Distinctions have been made between conservative and radical forms of equity feminism. Many young conservative women have accepted equity feminism.

== Equity in the workplace ==
"4 Real Ways to Embrace Equity for Women in the Workplace" states that companies should accommodate their employees by providing the tools necessary for each employee to create an environment with equal opportunities. Equity feminism is all about treating men and women equally because they are created equally and should be treated as so. Multiverse enlists examples on how employer's can make a change in their hiring process as it tends to be bias. They state jobs hiring should focus on candidate's skills rather than the individual's name or background, include diversified language in their job listings, and pay woman the money they should be getting. Women can perform men's jobs just as well or even better than men and vice versa. The difference in how women are treated differently from men has a correlation on why companies will not consider women for higher-paying positions. Equity in the workplace can increase women's roles in higher positions but as long as their rights are being ignored and pushed away there will continue to be this unjust way of life for women. Equity feminist also push for equally shared responsibilities within households to again lessen the burden on women and push for that equity towards women.

== Theorists ==
Anne-Marie Kinahan claims that most American women look to a kind of feminism whose main goal is equity. Louis Schubert et al. claims "principles of equity feminism remain in the vision of the vast majority of women in the United States".

== United States ==

A button of what the ERA stood for as it tried to pass the House of Representatives in 1972.
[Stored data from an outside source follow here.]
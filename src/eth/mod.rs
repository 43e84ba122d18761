//! Minimal Ethereum JSON-RPC client.
//!
//! Accounts are managed by the node, so transactions go through
//! `eth_sendTransaction` and the node signs them. Only the handful of
//! methods the oracle daemon needs are wrapped.

use std::fmt;
use std::str::FromStr;

use reqwest::Client;
use serde::{Deserialize, Deserializer, Serialize, Serializer};
use serde_json::{json, Value};
use thiserror::Error;
use tokio::time::Duration;

pub mod abi;

const RECEIPT_POLL_INTERVAL: Duration = Duration::from_millis(500);

#[derive(Debug, Error)]
pub enum RpcError {
    #[error("rpc transport error: {0}")]
    Transport(#[from] reqwest::Error),
    #[error("node returned error {code}: {message}")]
    Node { code: i64, message: String },
    #[error("malformed rpc response: {0}")]
    Malformed(String),
}

#[derive(Debug, Error)]
#[error("invalid address: {0}")]
pub struct AddressParseError(String);

/// A 20-byte account or contract address.
#[derive(Clone, Copy, PartialEq, Eq, Hash, PartialOrd, Ord)]
pub struct Address([u8; 20]);

impl Address {
    pub fn from_bytes(bytes: [u8; 20]) -> Self {
        Self(bytes)
    }

    pub fn as_bytes(&self) -> &[u8; 20] {
        &self.0
    }
}

impl fmt::Display for Address {
    fn fmt(&self, f: &mut fmt::Formatter<'_>) -> fmt::Result {
        write!(f, "0x{}", hex::encode(self.0))
    }
}

impl fmt::Debug for Address {
    fn fmt(&self, f: &mut fmt::Formatter<'_>) -> fmt::Result {
        fmt::Display::fmt(self, f)
    }
}

impl FromStr for Address {
    type Err = AddressParseError;

    fn from_str(text: &str) -> Result<Self, Self::Err> {
        let raw = hex::decode(text.trim_start_matches("0x"))
            .map_err(|_| AddressParseError(text.to_string()))?;
        let bytes: [u8; 20] = raw
            .try_into()
            .map_err(|_| AddressParseError(text.to_string()))?;
        Ok(Self(bytes))
    }
}

impl Serialize for Address {
    fn serialize<S>(&self, serializer: S) -> Result<S::Ok, S::Error>
    where
        S: Serializer,
    {
        serializer.collect_str(self)
    }
}

impl<'de> Deserialize<'de> for Address {
    fn deserialize<D>(deserializer: D) -> Result<Self, D::Error>
    where
        D: Deserializer<'de>,
    {
        let text = String::deserialize(deserializer)?;
        text.parse().map_err(serde::de::Error::custom)
    }
}

/// A state-changing call, signed by the node on behalf of `from`.
#[derive(Debug, Clone)]
pub struct TransactionRequest {
    pub from: Address,
    pub to: Address,
    pub value: Option<u128>,
    pub gas: u64,
    pub data: Vec<u8>,
}

#[derive(Debug, Clone)]
pub struct TransactionReceipt {
    pub transaction_hash: String,
    pub block_number: u64,
    pub succeeded: bool,
}

/// One entry from an `eth_getLogs` response. Topics are kept as lowercase
/// `0x`-prefixed hex for direct comparison against computed event topics.
#[derive(Debug, Clone)]
pub struct LogEntry {
    pub topics: Vec<String>,
    pub data: Vec<u8>,
    pub block_number: u64,
}

#[derive(Clone)]
pub struct EthRpcClient {
    http: Client,
    url: String,
}

impl EthRpcClient {
    pub fn new(url: String) -> Self {
        Self {
            http: Client::new(),
            url,
        }
    }

    async fn rpc_call(&self, method: &str, params: Value) -> Result<Value, RpcError> {
        let response = self
            .http
            .post(&self.url)
            .json(&json!({
                "jsonrpc": "2.0",
                "id": "openinsure-server",
                "method": method,
                "params": params,
            }))
            .send()
            .await?
            .error_for_status()?
            .json::<Value>()
            .await?;

        if let Some(error) = response.get("error") {
            return Err(RpcError::Node {
                code: error.get("code").and_then(Value::as_i64).unwrap_or(0),
                message: error
                    .get("message")
                    .and_then(Value::as_str)
                    .unwrap_or("unknown node error")
                    .to_string(),
            });
        }

        response
            .get("result")
            .cloned()
            .ok_or_else(|| RpcError::Malformed(format!("{method}: missing result")))
    }

    /// The node-managed signing accounts, in the node's enumeration order.
    pub async fn accounts(&self) -> Result<Vec<Address>, RpcError> {
        let result = self.rpc_call("eth_accounts", json!([])).await?;
        let entries = result
            .as_array()
            .ok_or_else(|| RpcError::Malformed("eth_accounts: result is not an array".into()))?;

        entries
            .iter()
            .map(|entry| {
                entry
                    .as_str()
                    .ok_or_else(|| RpcError::Malformed("eth_accounts: non-string entry".into()))?
                    .parse()
                    .map_err(|error: AddressParseError| RpcError::Malformed(error.to_string()))
            })
            .collect()
    }

    pub async fn call(
        &self,
        from: Option<Address>,
        to: Address,
        data: &[u8],
    ) -> Result<Vec<u8>, RpcError> {
        let mut tx = json!({
            "to": to.to_string(),
            "data": format!("0x{}", hex::encode(data)),
        });
        if let Some(from) = from {
            tx["from"] = json!(from.to_string());
        }

        let result = self.rpc_call("eth_call", json!([tx, "latest"])).await?;
        decode_hex_bytes(&result, "eth_call")
    }

    pub async fn send_transaction(&self, tx: &TransactionRequest) -> Result<String, RpcError> {
        let mut payload = json!({
            "from": tx.from.to_string(),
            "to": tx.to.to_string(),
            "gas": format!("{:#x}", tx.gas),
            "data": format!("0x{}", hex::encode(&tx.data)),
        });
        if let Some(value) = tx.value {
            payload["value"] = json!(format!("{value:#x}"));
        }

        let result = self
            .rpc_call("eth_sendTransaction", json!([payload]))
            .await?;
        result
            .as_str()
            .map(str::to_string)
            .ok_or_else(|| RpcError::Malformed("eth_sendTransaction: result is not a string".into()))
    }

    pub async fn transaction_receipt(
        &self,
        tx_hash: &str,
    ) -> Result<Option<TransactionReceipt>, RpcError> {
        let result = self
            .rpc_call("eth_getTransactionReceipt", json!([tx_hash]))
            .await?;
        if result.is_null() {
            return Ok(None);
        }

        // Receipts without a status field predate byzantium; treat them as
        // successful.
        let succeeded = result
            .get("status")
            .and_then(Value::as_str)
            .map(|status| status == "0x1")
            .unwrap_or(true);
        let block_number = result
            .get("blockNumber")
            .map(|value| decode_quantity(value, "receipt blockNumber"))
            .transpose()?
            .unwrap_or(0);

        Ok(Some(TransactionReceipt {
            transaction_hash: tx_hash.to_string(),
            block_number,
            succeeded,
        }))
    }

    /// Polls until the node reports a receipt. A transaction the node drops
    /// silently blocks its pass here; no timeout exists anywhere in the
    /// daemon.
    pub async fn wait_for_receipt(&self, tx_hash: &str) -> Result<TransactionReceipt, RpcError> {
        loop {
            if let Some(receipt) = self.transaction_receipt(tx_hash).await? {
                return Ok(receipt);
            }
            tokio::time::sleep(RECEIPT_POLL_INTERVAL).await;
        }
    }

    pub async fn block_number(&self) -> Result<u64, RpcError> {
        let result = self.rpc_call("eth_blockNumber", json!([])).await?;
        decode_quantity(&result, "eth_blockNumber")
    }

    /// All logs emitted by `address` in the inclusive block range.
    pub async fn logs(
        &self,
        address: Address,
        from_block: u64,
        to_block: u64,
    ) -> Result<Vec<LogEntry>, RpcError> {
        let filter = json!({
            "address": address.to_string(),
            "fromBlock": format!("{from_block:#x}"),
            "toBlock": format!("{to_block:#x}"),
        });

        let result = self.rpc_call("eth_getLogs", json!([filter])).await?;
        let entries = result
            .as_array()
            .ok_or_else(|| RpcError::Malformed("eth_getLogs: result is not an array".into()))?;

        let mut logs = Vec::with_capacity(entries.len());
        for entry in entries {
            let topics = entry
                .get("topics")
                .and_then(Value::as_array)
                .map(|topics| {
                    topics
                        .iter()
                        .filter_map(Value::as_str)
                        .map(str::to_ascii_lowercase)
                        .collect()
                })
                .unwrap_or_default();
            let data = entry
                .get("data")
                .map(|data| decode_hex_bytes(data, "log data"))
                .transpose()?
                .unwrap_or_default();
            let block_number = entry
                .get("blockNumber")
                .map(|value| decode_quantity(value, "log blockNumber"))
                .transpose()?
                .unwrap_or(0);

            logs.push(LogEntry {
                topics,
                data,
                block_number,
            });
        }
        Ok(logs)
    }
}

fn decode_hex_bytes(value: &Value, context: &str) -> Result<Vec<u8>, RpcError> {
    let text = value
        .as_str()
        .ok_or_else(|| RpcError::Malformed(format!("{context}: result is not a string")))?;
    hex::decode(text.trim_start_matches("0x"))
        .map_err(|error| RpcError::Malformed(format!("{context}: {error}")))
}

fn decode_quantity(value: &Value, context: &str) -> Result<u64, RpcError> {
    let text = value
        .as_str()
        .ok_or_else(|| RpcError::Malformed(format!("{context}: quantity is not a string")))?;
    u64::from_str_radix(text.trim_start_matches("0x"), 16)
        .map_err(|error| RpcError::Malformed(format!("{context}: {error}")))
}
In the United States, Alice Paul and Crystal Eastman, two women in the National Woman's Party, were involved in drafting the Equal Rights Amendment, with the goal of achieving "constitutional protections from discrimination" for all women.

The Equal Rights Amendment was proposed originally in 1923 by the National Woman's Party. The amendment was first proposed in Seneca Falls and former suffragist Agnes Morey presided at this event alongside Alice Paul. That year it was introduced in congress before being approved by the U.S. House of Representatives in March 1972 that would give both women and men the constitutional right to equity.

Equity in feminism is a branch of liberal feminism that creates a political stance assuring women's rights within or under the law. The battle for equity becomes political as many argue women and other groups who are considered oppressed are denied the same opportunities of cis-gender white males. Since the rejection of the ERA in 1972, the fight for equity has continued to grow in America and pushed for new laws that would protect women as it would have. Equity in feminism is important because it notes that women deserve the same rights. If there is no political push for a feminist equitable society, it would create a statement that women are lesser than men and don't deserve the same treatment regardless of education or social class.

The Equal Rights Amendment guarantees equal rights for all American citizens. This would assure to dispute any distinctions between sexes.

== Europe ==
In many respects, Europe has a more progressive stance than the United States when it comes to feminist and gender equity support. Organizations in Europe were made to promote not only equality and equity, but they also aimed to promote diversity while being an ally for women across the continent. Compared to the European Union, the lack of publicly identified feminists in the Americas poses some political challenges for the movement. Integrating feminists' methods into institutions is how European countries have been able to advance the interests of equity and feminism.

==See also==
- First-wave feminism
- Liberal feminism
- Libertarian feminism
- Equality feminism
- Liberal Women (Germany)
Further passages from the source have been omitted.